▶ _YOUR INSTRUCTIONS_:
All that is asked is a faithful reproduction of the entries.

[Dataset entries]
******************************
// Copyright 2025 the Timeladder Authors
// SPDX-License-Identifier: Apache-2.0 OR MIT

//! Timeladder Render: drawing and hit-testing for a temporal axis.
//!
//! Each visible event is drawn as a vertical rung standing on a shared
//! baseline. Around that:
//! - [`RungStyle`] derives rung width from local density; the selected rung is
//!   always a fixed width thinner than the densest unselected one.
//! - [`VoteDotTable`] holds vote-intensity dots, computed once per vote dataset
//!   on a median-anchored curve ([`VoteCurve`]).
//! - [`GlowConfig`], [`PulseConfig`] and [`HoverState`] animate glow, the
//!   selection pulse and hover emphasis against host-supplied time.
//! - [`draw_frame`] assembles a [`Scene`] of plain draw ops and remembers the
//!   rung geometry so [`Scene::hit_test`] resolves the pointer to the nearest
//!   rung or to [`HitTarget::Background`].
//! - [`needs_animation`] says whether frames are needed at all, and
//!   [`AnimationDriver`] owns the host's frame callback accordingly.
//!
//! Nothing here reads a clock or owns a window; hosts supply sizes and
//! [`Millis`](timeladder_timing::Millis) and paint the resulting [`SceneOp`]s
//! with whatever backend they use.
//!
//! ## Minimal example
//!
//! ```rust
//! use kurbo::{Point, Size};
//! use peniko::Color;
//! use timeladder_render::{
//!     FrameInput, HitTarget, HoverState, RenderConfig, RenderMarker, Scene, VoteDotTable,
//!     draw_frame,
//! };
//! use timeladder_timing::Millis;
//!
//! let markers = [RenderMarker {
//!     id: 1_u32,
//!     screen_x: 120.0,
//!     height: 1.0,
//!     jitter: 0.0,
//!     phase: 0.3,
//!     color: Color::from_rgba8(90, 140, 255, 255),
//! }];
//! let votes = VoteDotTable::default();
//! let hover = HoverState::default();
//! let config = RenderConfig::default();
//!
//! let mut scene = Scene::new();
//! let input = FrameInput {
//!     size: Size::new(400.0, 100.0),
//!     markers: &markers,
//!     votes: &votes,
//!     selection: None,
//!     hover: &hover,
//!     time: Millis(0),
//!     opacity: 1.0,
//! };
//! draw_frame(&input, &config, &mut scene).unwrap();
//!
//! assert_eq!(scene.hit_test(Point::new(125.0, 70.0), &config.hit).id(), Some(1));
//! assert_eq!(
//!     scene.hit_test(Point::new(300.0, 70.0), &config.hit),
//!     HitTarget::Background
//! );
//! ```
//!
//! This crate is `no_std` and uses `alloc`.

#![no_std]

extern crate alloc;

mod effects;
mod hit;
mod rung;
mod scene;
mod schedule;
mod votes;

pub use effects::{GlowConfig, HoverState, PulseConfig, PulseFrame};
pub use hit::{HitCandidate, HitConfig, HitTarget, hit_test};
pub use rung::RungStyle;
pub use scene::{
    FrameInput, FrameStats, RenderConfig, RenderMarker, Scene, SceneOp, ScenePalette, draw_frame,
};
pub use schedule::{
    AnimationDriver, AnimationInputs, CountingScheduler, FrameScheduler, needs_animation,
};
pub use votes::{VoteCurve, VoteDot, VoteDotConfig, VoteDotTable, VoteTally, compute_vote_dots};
******************************
▶ _RESULT OF THE EXERCISE_:
// Copyright 2025 the Timeladder Authors
// SPDX-License-Identifier: Apache-2.0 OR MIT

//! Timeladder Render: drawing and hit-testing for a temporal axis.
//!
//! Each visible event is drawn as a vertical rung standing on a shared
//! baseline. Around that:
//! - [`RungStyle`] derives rung width from local density; the selected rung is
//!   always a fixed width thinner than the densest unselected one.
//! - [`VoteDotTable`] holds vote-intensity dots, computed once per vote dataset
//!   on a median-anchored curve ([`VoteCurve`]).
//! - [`GlowConfig`], [`PulseConfig`] and [`HoverState`] animate glow, the
//!   selection pulse and hover emphasis against host-supplied time.
//! - [`draw_frame`] assembles a [`Scene`] of plain draw ops and remembers the
//!   rung geometry so [`Scene::hit_test`] resolves the pointer to the nearest
//!   rung or to [`HitTarget::Background`].
//! - [`needs_animation`] says whether frames are needed at all, and
//!   [`AnimationDriver`] owns the host's frame callback accordingly.
//!
//! Nothing here reads a clock or owns a window; hosts supply sizes and
//! [`Millis`](timeladder_timing::Millis) and paint the resulting [`SceneOp`]s
//! with whatever backend they use.
//!
//! ## Minimal example
//!
//! ```rust
//! use kurbo::{Point, Size};
//! use peniko::Color;
//! use timeladder_render::{
//!     FrameInput, HitTarget, HoverState, RenderConfig, RenderMarker, Scene, VoteDotTable,
//!     draw_frame,
//! };
//! use timeladder_timing::Millis;
//!
//! let markers = [RenderMarker {
//!     id: 1_u32,
//!     screen_x: 120.0,
//!     height: 1.0,
//!     jitter: 0.0,
//!     phase: 0.3,
//!     color: Color::from_rgba8(90, 140, 255, 255),
//! }];
//! let votes = VoteDotTable::default();
//! let hover = HoverState::default();
//! let config = RenderConfig::default();
//!
//! let mut scene = Scene::new();
//! let input = FrameInput {
//!     size: Size::new(400.0, 100.0),
//!     markers: &markers,
//!     votes: &votes,
//!     selection: None,
//!     hover: &hover,
//!     time: Millis(0),
//!     opacity: 1.0,
//! };
//! draw_frame(&input, &config, &mut scene).unwrap();
//!
//! assert_eq!(scene.hit_test(Point::new(125.0, 70.0), &config.hit).id(), Some(1));
//! assert_eq!(
//!     scene.hit_test(Point::new(300.0, 70.0), &config.hit),
//!     HitTarget::Background
//! );
//! ```
//!
//! This crate is `no_std` and uses `alloc`.

#![no_std]

extern crate alloc;

mod effects;
mod hit;
mod rung;
mod scene;
mod schedule;
mod votes;

pub use effects::{GlowConfig, HoverState, PulseConfig, PulseFrame};
pub use hit::{HitCandidate, HitConfig, HitTarget, hit_test};
pub use rung::RungStyle;
pub use scene::{
    FrameInput, FrameStats, RenderConfig, RenderMarker, Scene, SceneOp, ScenePalette, draw_frame,
};
pub use schedule::{
    AnimationDriver, AnimationInputs, CountingScheduler, FrameScheduler, needs_animation,
};
pub use votes::{VoteCurve, VoteDot, VoteDotConfig, VoteDotTable, VoteTally, compute_vote_dots};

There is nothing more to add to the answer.